▶ **Stored data**
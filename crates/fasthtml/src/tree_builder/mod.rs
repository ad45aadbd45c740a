//! HTML tree construction.
//!
//! Consumes the token stream produced by the [`Tokenizer`] and builds a
//! [`Document`] from it, following the rules in the HTML parsing
//! specification: insertion modes, the stack of open elements, the list
//! of active formatting elements, foster parenting, and the adoption
//! agency algorithm. Malformed markup never aborts the parse; it is
//! repaired the way a browser would repair it and reported through the
//! diagnostics channel.
//!
//! @see https://html.spec.whatwg.org/#tree-construction

pub(crate) mod active_formatting;
pub(crate) mod insertion_mode;
pub(crate) mod open_elements;

use crate::dom::{Attribute, DoctypeData, Document, Namespace, NodeId};
use crate::errors::{ParseErrorKind, ParserError};
use crate::quirks_mode::QuirksMode;
use crate::tag_name::TagName;
use crate::tokenizer::{ContentModel, TextNodeClassification, TokenType, Tokenizer};

use active_formatting::{ActiveFormattingElements, FormattingEntry};
use insertion_mode::InsertionMode;
use open_elements::{IntegrationPoint, OpenElement, StackOfOpenElements};

/// Ceiling on the total number of node clones the misnesting-repair
/// algorithms may create over the life of one parse. Documents written
/// to explode the active formatting list can otherwise force quadratic
/// work; exhausting the budget aborts with a fatal error rather than
/// stalling the caller.
const WORK_BUDGET: usize = 1 << 20;

/// Whether the tree builder should consume another token from the
/// tokenizer or re-dispatch the one it is already holding. Several
/// insertion modes change state and then reprocess the current token
/// under the new rules.
#[derive(Debug, PartialEq, Eq)]
pub(crate) enum NodeToProcess {
    ProcessNextNode,
    ReprocessCurrentNode,
}

/// The dispatch shape of the current token: a start tag, an end tag,
/// or one of the non-tag token types.
#[derive(Debug, PartialEq, Eq)]
enum Op {
    TagPush(TagName),
    TagPop(TagName),
    Token(TokenType),
}

/// How a run of the adoption agency algorithm ended.
enum AdoptionResult {
    Handled,
    /// > If there is no such element, then return and instead act as
    /// > described in the "any other end tag" entry above.
    AnyOtherEndTag,
}

/// Everything a finished parse hands back: the tree, the diagnostics
/// (as raw byte offsets), and the accumulated input bytes for mapping
/// those offsets to line and column numbers.
pub(crate) struct FinishedParse {
    pub document: Document,
    pub errors: Vec<(ParseErrorKind, usize)>,
    pub input: Vec<u8>,
}

/// Builds a [`Document`] from a stream of HTML bytes.
///
/// The builder owns its tokenizer. Feeding bytes with [`Self::extend`]
/// drives tree construction as far as the input allows; the tokenizer
/// pauses at a chunk boundary that splits a token and resumes when more
/// bytes arrive. [`Self::finish`] declares the input complete, runs the
/// end-of-file rules, and hands the tree back.
pub(crate) struct TreeBuilder {
    tokenizer: Tokenizer,
    document: Document,

    insertion_mode: InsertionMode,
    original_insertion_mode: InsertionMode,
    /// > the stack of template insertion modes
    template_insertion_modes: Vec<InsertionMode>,

    open_elements: StackOfOpenElements,
    active_formatting_elements: ActiveFormattingElements,

    /// > Initially, the head element pointer and the form element
    /// > pointer are both null.
    head_element: Option<NodeId>,
    form_element: Option<NodeId>,

    frameset_ok: bool,
    foster_parenting: bool,

    /// The context element of a fragment parse, if this is one. It is
    /// not in the tree; it stands in for the missing ancestors when
    /// dispatching and when resetting the insertion mode.
    context: Option<OpenElement>,

    scripting_enabled: bool,
    quirks_mode_override: Option<QuirksMode>,

    work_budget: usize,
    /// Non-zero while a token is being handled; nested requests for the
    /// next token then unwind to `pump()` rather than recurse.
    dispatch_depth: usize,
    last_error: Option<ParserError>,
}
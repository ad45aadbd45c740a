/// Counts the bytes at the start of `$expression[$offset..]` which
/// match `$pattern`.
macro_rules! strspn {
    ($expression:expr, $pattern:pat $(if $guard:expr)?, $offset:expr $(,)?) => {{
        $expression[$offset..]
            .iter()
            .position(|&b| !matches!(b, $pattern $(if $guard)?))
            .unwrap_or($expression.len() - $offset)
    }};
    ($expression:expr, $pattern:pat $(if $guard:expr)?, $offset:expr, $limit:expr $(,)?) => {{
        $expression[$offset..$offset + $limit]
            .iter()
            .position(|&b| !matches!(b, $pattern $(if $guard)?))
            .unwrap_or($limit)
    }};
}

/// Counts the bytes at the start of `$expression[$offset..]` before
/// the first match of `$pattern`.
macro_rules! strcspn {
    ($expression:expr, $pattern:pat $(if $guard:expr)?, $offset:expr $(,)?) => {{
        $expression[$offset..]
            .iter()
            .position(|&b| matches!(b, $pattern $(if $guard)?))
            .unwrap_or($expression.len() - $offset)
    }};
    ($expression:expr, $pattern:pat $(if $guard:expr)?, $offset:expr, $limit:expr $(,)?) => {{
        $expression[$offset..$offset + $limit]
            .iter()
            .position(|&b| matches!(b, $pattern $(if $guard)?))
            .unwrap_or($limit)
    }};
}

pub(crate) use strcspn;
pub(crate) use strspn;
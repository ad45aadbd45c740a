//! Chunked input must never change the result.
//!
//! The parser pauses mid-token when a chunk boundary splits one and
//! resumes when more bytes arrive, so the tree and the diagnostics have
//! to come out byte-for-byte identical no matter how the input is
//! divided. These properties drive randomly assembled documents through
//! randomly placed chunk boundaries to look for splits that leak into
//! the output.

use fasthtml::{parse_document, ParseOptions, ParseSession};
use quickcheck::{Arbitrary, Gen};
use quickcheck_macros::quickcheck;

/// A randomly assembled, deliberately messy document: valid markup,
/// misnesting, unclosed tags, comments, entities, and foreign content
/// all mixed together so that chunk boundaries land inside interesting
/// tokens.
#[derive(Debug, Clone)]
struct MessyHtml(String);

impl Arbitrary for MessyHtml {
    fn arbitrary(g: &mut Gen) -> Self {
        const PIECES: &[&str] = &[
            "<!DOCTYPE html>",
            "<p>",
            "</p>",
            "<div class=\"x y\">",
            "</div>",
            "<b>",
            "</b>",
            "<i>",
            "</i>",
            "plain text",
            "a &amp; b",
            "&notin;",
            "&notit;",
            "<!-- a comment -->",
            "<!-->",
            "<table>",
            "<tr><td>cell",
            "</table>",
            "<ul><li>one<li>two",
            "</ul>",
            "<template>",
            "</template>",
            "<svg><g/>",
            "</svg>",
            "<math><mi>x</mi>",
            "</math>",
            "<select><option>opt",
            "</select>",
            "<style>p::before { content: '<'; }</style>",
            "<textarea>&lt;raw&gt;",
            "</textarea>",
            "<img src=unquoted alt='single'>",
            "< not a tag",
            "</>",
            "<?bogus>",
            "\r\nline\rbreaks\n",
        ];

        let count = usize::arbitrary(g) % 24;
        let mut html = String::new();
        for _ in 0..count {
            html.push_str(g.choose(PIECES).unwrap_or(&""));
        }
        MessyHtml(html)
    }
}

fn parse_whole(html: &[u8]) -> (String, Vec<String>) {
    let (document, errors) = parse_document(html, ParseOptions::default()).unwrap();
    (
        document.tree_representation(),
        errors.iter().map(|error| error.to_string()).collect(),
    )
}

fn parse_chunked(html: &[u8], boundaries: &[usize]) -> (String, Vec<String>) {
    let mut session = ParseSession::new(ParseOptions::default()).unwrap();
    let mut fed = 0;
    for &boundary in boundaries {
        let upto = boundary.min(html.len());
        if upto > fed {
            session.feed(&html[fed..upto]).unwrap();
            fed = upto;
        }
    }
    session.feed(&html[fed..]).unwrap();
    let (document, errors) = session.finish().unwrap();
    (
        document.tree_representation(),
        errors.iter().map(|error| error.to_string()).collect(),
    )
}

#[quickcheck]
fn chunk_boundaries_do_not_change_the_tree(input: MessyHtml, mut boundaries: Vec<usize>) -> bool {
    let html = input.0.as_bytes();
    for boundary in boundaries.iter_mut() {
        *boundary %= html.len().max(1);
    }
    boundaries.sort_unstable();

    parse_whole(html) == parse_chunked(html, &boundaries)
}

#[quickcheck]
fn byte_at_a_time_matches_one_shot(input: MessyHtml) -> bool {
    let html = input.0.as_bytes();

    let mut session = ParseSession::new(ParseOptions::default()).unwrap();
    for byte in html {
        session.feed(std::slice::from_ref(byte)).unwrap();
    }
    let (document, errors) = session.finish().unwrap();

    let chunked = (
        document.tree_representation(),
        errors
            .iter()
            .map(|error| error.to_string())
            .collect::<Vec<_>>(),
    );

    parse_whole(html) == chunked
}

/// A split in the middle of a multi-byte sequence must not corrupt the
/// decoded text.
#[test]
fn utf8_sequences_survive_chunk_splits() {
    let html = "<!DOCTYPE html><p>héllo wörld \u{1F600}</p>".as_bytes();
    let whole = parse_whole(html);
    for split in 1..html.len() {
        assert_eq!(
            whole,
            parse_chunked(html, &[split]),
            "diverged when split at byte {split}"
        );
    }
}

#[test]
fn split_inside_a_character_reference() {
    let html = b"<!DOCTYPE html><p>a &amp; b</p>";
    let whole = parse_whole(html);
    for split in 18..26 {
        assert_eq!(whole, parse_chunked(html, &[split]));
    }
}

/// However broken the input, parsing terminates and the parent and
/// child links of the resulting tree agree with each other.
#[quickcheck]
fn every_input_builds_a_consistent_tree(html: MessyHtml) -> bool {
    let Ok((document, _)) = parse_document(html.0.as_bytes(), ParseOptions::default()) else {
        return false;
    };

    let root = document.root();
    if document.parent(root).is_some() {
        return false;
    }
    for node in document.descendants(root) {
        let Some(parent) = document.parent(node) else {
            return false;
        };
        if !document.children(parent).contains(&node) {
            return false;
        }
    }
    true
}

▶ **WORK TASK**
Note every line above where the string "randomly" shows up, and copy those lines.

▶ **OUTPUT**
//! divided. These properties drive randomly assembled documents through
//! randomly placed chunk boundaries to look for splits that leak into
/// A randomly assembled, deliberately messy document: valid markup,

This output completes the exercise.